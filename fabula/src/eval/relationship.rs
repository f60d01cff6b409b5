//! Relationship scoring over aligned events.
//!
//! Within each aligned event pair, relationships are matched by their
//! case-insensitive `(agent, target)` key through the shared matcher. The same
//! per-event comparison feeds the sentiment scorer, so both dimensions agree
//! on which relationships correspond.
//!
//! # Duplicate keys
//!
//! When a reference event lists two relationships with the same key, only the
//! first is indexed. The second can never be matched and always counts as
//! missing. This is a known limitation of key-indexed matching.

use super::align::{AlignedPair, EventAlignment};
use super::matcher::match_by_key;
use super::metrics::{mean, prf_from_counts, ratio, set_prf};
use super::policy::{classify_field, PolicyOutcome};
use super::types::{Dimension, DimensionResult, Scorer, ScoringInput};
use crate::Result;
use fabula_core::{NarrativeEvent, Relationship};
use serde::{Deserialize, Serialize};
use std::collections::HashSet;

// =============================================================================
// Shared per-event comparison
// =============================================================================

/// Relationships of one event pair after key matching.
#[derive(Debug, Clone, Default)]
pub(crate) struct RelationshipPairs<'a> {
    pub matched: Vec<(&'a Relationship, &'a Relationship)>,
    pub extra: Vec<&'a Relationship>,
    pub missing: Vec<&'a Relationship>,
}

/// How one aligned event contributes to relationship-based scoring.
#[derive(Debug, Clone)]
pub(crate) enum EventRelationships<'a> {
    /// No reference counterpart.
    Unaligned,
    /// Reference has no relationships but the candidate does.
    Skipped,
    /// Neither side has relationships.
    Empty,
    /// Reference has relationships.
    Compared(RelationshipPairs<'a>),
}

/// Match relationships by `(agent, target)`, first reference writer wins.
pub(crate) fn match_relationships<'a>(
    candidate: &'a [Relationship],
    reference: &'a [Relationship],
) -> RelationshipPairs<'a> {
    let matching = match_by_key(candidate, reference, |r| [r.key()], |r| [r.key()]);
    RelationshipPairs {
        matched: matching
            .matched_pairs()
            .map(|(c, r)| (&candidate[c], &reference[r]))
            .collect(),
        extra: matching
            .unmatched_candidates()
            .map(|c| &candidate[c])
            .collect(),
        missing: matching
            .unmatched_references
            .iter()
            .map(|&r| &reference[r])
            .collect(),
    }
}

/// Classify and, where the reference carries data, match one event pair.
pub(crate) fn compare_event<'a>(pair: &AlignedPair<'a>) -> EventRelationships<'a> {
    let Some(reference) = pair.reference else {
        return EventRelationships::Unaligned;
    };
    let candidate = pair.candidate;
    match classify_field(
        &candidate.relationships,
        &reference.relationships,
        "relationships",
    ) {
        PolicyOutcome::Extra => EventRelationships::Skipped,
        PolicyOutcome::Matched => EventRelationships::Empty,
        PolicyOutcome::Missing | PolicyOutcome::Mismatch => EventRelationships::Compared(
            match_relationships(&candidate.relationships, &reference.relationships),
        ),
    }
}

/// Event-level tallies shared by relationship and sentiment results.
#[derive(Debug, Clone, Copy, Default, PartialEq, Eq, Serialize, Deserialize)]
pub struct EventCounts {
    /// Aligned events whose reference has relationships.
    pub n_events_evaluated: usize,
    /// Aligned events skipped because only the candidate has relationships.
    pub n_events_skipped: usize,
    /// Candidate events with no reference counterpart.
    pub n_events_unaligned: usize,
}

impl EventCounts {
    pub(crate) fn record(&mut self, event: &EventRelationships<'_>) {
        match event {
            EventRelationships::Unaligned => self.n_events_unaligned += 1,
            EventRelationships::Skipped => self.n_events_skipped += 1,
            EventRelationships::Empty => {}
            EventRelationships::Compared(_) => self.n_events_evaluated += 1,
        }
    }
}

pub(crate) fn labels_equal(candidate: &Option<String>, reference: &Option<String>) -> bool {
    match (candidate, reference) {
        (Some(c), Some(r)) => c.trim() == r.trim(),
        _ => false,
    }
}

// =============================================================================
// Relationship scorer
// =============================================================================

/// Accuracy of one relationship sub-field over matched pairs.
#[derive(Debug, Clone, Copy, Default, PartialEq, Serialize, Deserialize)]
pub struct LevelAccuracy {
    /// Correct / total, `None` when never comparable.
    pub accuracy: Option<f64>,
    /// Pairs with equal values.
    pub correct: usize,
    /// Pairs where both sides have a value.
    pub total: usize,
}

impl LevelAccuracy {
    fn record(&mut self, candidate: &Option<String>, reference: &Option<String>, field: &str) {
        if classify_field(candidate, reference, field).is_comparable() {
            self.total += 1;
            if labels_equal(candidate, reference) {
                self.correct += 1;
            }
        }
    }

    fn finish(&mut self) {
        self.accuracy = ratio(self.correct, self.total);
    }
}

/// Relationship scorer output.
#[derive(Debug, Clone, Default, PartialEq, Serialize, Deserialize)]
pub struct RelationshipResult {
    /// Matches / candidate relationships in evaluated events.
    pub precision: Option<f64>,
    /// Matches / reference relationships in evaluated events.
    pub recall: Option<f64>,
    /// Harmonic mean of precision and recall.
    pub f1: Option<f64>,
    /// Relationships matched by `(agent, target)`.
    pub relationship_matches: usize,
    /// Candidate relationships in evaluated events.
    pub candidate_total: usize,
    /// Reference relationships in evaluated events.
    pub reference_total: usize,
    /// `relationship_level1` agreement.
    pub level1: LevelAccuracy,
    /// `relationship_level2` agreement.
    pub level2: LevelAccuracy,
    /// Event tallies.
    pub events: EventCounts,
    /// Unmatched candidate relationships, as `event: agent -> target`.
    pub extra_relationships: Vec<String>,
    /// Unmatched reference relationships, as `event: agent -> target`.
    pub missing_relationships: Vec<String>,
    /// Mean participant-set F1 over aligned events with reference participants.
    pub participant_f1: Option<f64>,
    /// Some event was skipped, or no event had reference relationships.
    pub reference_incomplete: bool,
}

/// Scores relationships between event participants.
#[derive(Debug, Clone, Copy, Default)]
pub struct RelationshipScorer;

fn participants(event: &NarrativeEvent) -> HashSet<String> {
    event
        .agents
        .iter()
        .chain(&event.targets)
        .map(|p| p.trim().to_lowercase())
        .filter(|p| !p.is_empty())
        .collect()
}

fn describe(event: &NarrativeEvent, relationship: &Relationship) -> String {
    format!("{}: {}", event.label(), relationship)
}

impl RelationshipScorer {
    /// Create a scorer.
    #[must_use]
    pub fn new() -> Self {
        Self
    }

    /// Score relationships over an event alignment.
    #[must_use]
    pub fn score_alignment(&self, alignment: &EventAlignment<'_>) -> RelationshipResult {
        let mut result = RelationshipResult::default();
        let mut participant_scores = Vec::new();

        for pair in &alignment.pairs {
            if let Some(reference) = pair.reference {
                let prf = set_prf(&participants(pair.candidate), &participants(reference), true);
                participant_scores.extend(prf.map(|p| p.f1));
            }

            let event = compare_event(pair);
            result.events.record(&event);
            let EventRelationships::Compared(pairs) = event else {
                continue;
            };

            result.candidate_total += pair.candidate.relationships.len();
            if let Some(reference) = pair.reference {
                result.reference_total += reference.relationships.len();
                result
                    .missing_relationships
                    .extend(pairs.missing.iter().map(|r| describe(reference, r)));
            }
            result
                .extra_relationships
                .extend(pairs.extra.iter().map(|r| describe(pair.candidate, r)));

            for (cand, refr) in &pairs.matched {
                result.relationship_matches += 1;
                result.level1.record(
                    &cand.relationship_level1,
                    &refr.relationship_level1,
                    "relationship_level1",
                );
                result.level2.record(
                    &cand.relationship_level2,
                    &refr.relationship_level2,
                    "relationship_level2",
                );
            }
        }

        result.level1.finish();
        result.level2.finish();
        result.participant_f1 = mean(participant_scores);

        if result.events.n_events_evaluated > 0 {
            let matches = result.relationship_matches;
            let prf = prf_from_counts(
                matches,
                result.candidate_total - matches,
                result.reference_total - matches,
            );
            result.precision = Some(prf.precision);
            result.recall = Some(prf.recall);
            result.f1 = Some(prf.f1);
        }
        result.reference_incomplete =
            result.events.n_events_skipped > 0 || result.events.n_events_evaluated == 0;

        log::debug!(
            "relationships: matches={} candidate={} reference={} events evaluated={} skipped={} unaligned={}",
            result.relationship_matches,
            result.candidate_total,
            result.reference_total,
            result.events.n_events_evaluated,
            result.events.n_events_skipped,
            result.events.n_events_unaligned
        );
        result
    }
}

impl Scorer for RelationshipScorer {
    fn dimension(&self) -> Dimension {
        Dimension::Relationships
    }

    fn score(&self, input: &ScoringInput<'_>) -> Result<DimensionResult> {
        Ok(DimensionResult::Relationships(
            self.score_alignment(input.alignment),
        ))
    }
}

#[cfg(test)]
mod tests {
    use super::*;
    use crate::eval::align::align_events;

    fn event(id: &str, relationships: Vec<Relationship>) -> NarrativeEvent {
        let mut e = NarrativeEvent::new().with_id(id);
        e.relationships = relationships;
        e
    }

    #[test]
    fn test_candidate_only_event_is_skipped() {
        let reference = vec![event("e1", vec![])];
        let candidate = vec![event("e1", vec![Relationship::new("牛郎", "织女")])];
        let alignment = align_events(&candidate, &reference);
        let result = RelationshipScorer::new().score_alignment(&alignment);

        assert_eq!(result.events.n_events_skipped, 1);
        assert_eq!(result.candidate_total, 0);
        assert_eq!(result.reference_total, 0);
        assert!(result.reference_incomplete);
        assert!(result.f1.is_none());
    }

    #[test]
    fn test_skipped_event_does_not_change_counts() {
        let reference = vec![
            event("e1", vec![Relationship::new("A", "B")]),
            event("e2", vec![]),
        ];
        let candidate = vec![
            event("e1", vec![Relationship::new("a", "b")]),
            event("e2", vec![Relationship::new("C", "D")]),
        ];
        let alignment = align_events(&candidate, &reference);
        let result = RelationshipScorer::new().score_alignment(&alignment);

        assert_eq!(result.relationship_matches, 1);
        assert_eq!(result.candidate_total, 1);
        assert_eq!(result.f1, Some(1.0));
        assert_eq!(result.events.n_events_skipped, 1);
        assert!(result.reference_incomplete);
    }

    #[test]
    fn test_duplicate_reference_key_is_unreachable() {
        let reference = vec![event(
            "e1",
            vec![
                Relationship::new("A", "B").with_levels("kin", "spouse"),
                Relationship::new("A", "B").with_levels("social", "rival"),
            ],
        )];
        let candidate = vec![event(
            "e1",
            vec![
                Relationship::new("A", "B").with_levels("kin", "spouse"),
                Relationship::new("A", "B").with_levels("social", "rival"),
            ],
        )];
        let alignment = align_events(&candidate, &reference);
        let result = RelationshipScorer::new().score_alignment(&alignment);

        assert_eq!(result.relationship_matches, 1);
        assert_eq!(result.missing_relationships, vec!["e1: A -> B"]);
        assert_eq!(result.level1.correct, 1);
        assert_eq!(result.level1.total, 1);
        assert!((result.f1.unwrap() - 0.5).abs() < 1e-9);
    }

    #[test]
    fn test_blank_participants_match_each_other() {
        let events = vec![event(
            "e1",
            vec![Relationship::new("", " ")
                .with_levels("kin", "spouse")
                .with_sentiment("romantic")],
        )];
        let alignment = align_events(&events, &events);
        let result = RelationshipScorer::new().score_alignment(&alignment);

        assert_eq!(result.relationship_matches, 1);
        assert_eq!(result.candidate_total, 1);
        assert_eq!(result.reference_total, 1);
        assert_eq!(result.f1, Some(1.0));
        assert!(result.extra_relationships.is_empty());
        assert!(result.missing_relationships.is_empty());
        assert!(!result.reference_incomplete);
    }

    #[test]
    fn test_levels_counted_only_when_both_present() {
        let mut partial = Relationship::new("A", "B");
        partial.relationship_level1 = Some("kin".into());
        let reference = vec![event("e1", vec![Relationship::new("A", "B").with_levels("kin", "spouse")])];
        let candidate = vec![event("e1", vec![partial])];
        let alignment = align_events(&candidate, &reference);
        let result = RelationshipScorer::new().score_alignment(&alignment);

        assert_eq!(result.level1.accuracy, Some(1.0));
        assert_eq!(result.level2.total, 0);
        assert_eq!(result.level2.accuracy, None);
    }

    #[test]
    fn test_unaligned_events_are_counted_not_scored() {
        let reference = vec![event("e1", vec![Relationship::new("A", "B")])];
        let candidate = vec![
            event("e1", vec![Relationship::new("A", "B")]),
            event("zz", vec![Relationship::new("X", "Y")]),
        ];
        let alignment = align_events(&candidate, &reference);
        let result = RelationshipScorer::new().score_alignment(&alignment);
        assert_eq!(result.events.n_events_unaligned, 1);
        assert_eq!(result.f1, Some(1.0));
        assert!(!result.reference_incomplete);
    }

    #[test]
    fn test_participant_f1() {
        let reference = vec![NarrativeEvent::new()
            .with_id("e1")
            .with_participants(&["A"], &["B"])];
        let candidate = vec![NarrativeEvent::new()
            .with_id("e1")
            .with_participants(&["a"], &["C"])];
        let alignment = align_events(&candidate, &reference);
        let result = RelationshipScorer::new().score_alignment(&alignment);
        assert!((result.participant_f1.unwrap() - 0.5).abs() < 1e-9);
        assert!(result.reference_incomplete);
    }
}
===
Within the data above, how many lines include the string "EventAlignment"? Answer with the number by itself.

» SOLUTION TO THIS TASK:
2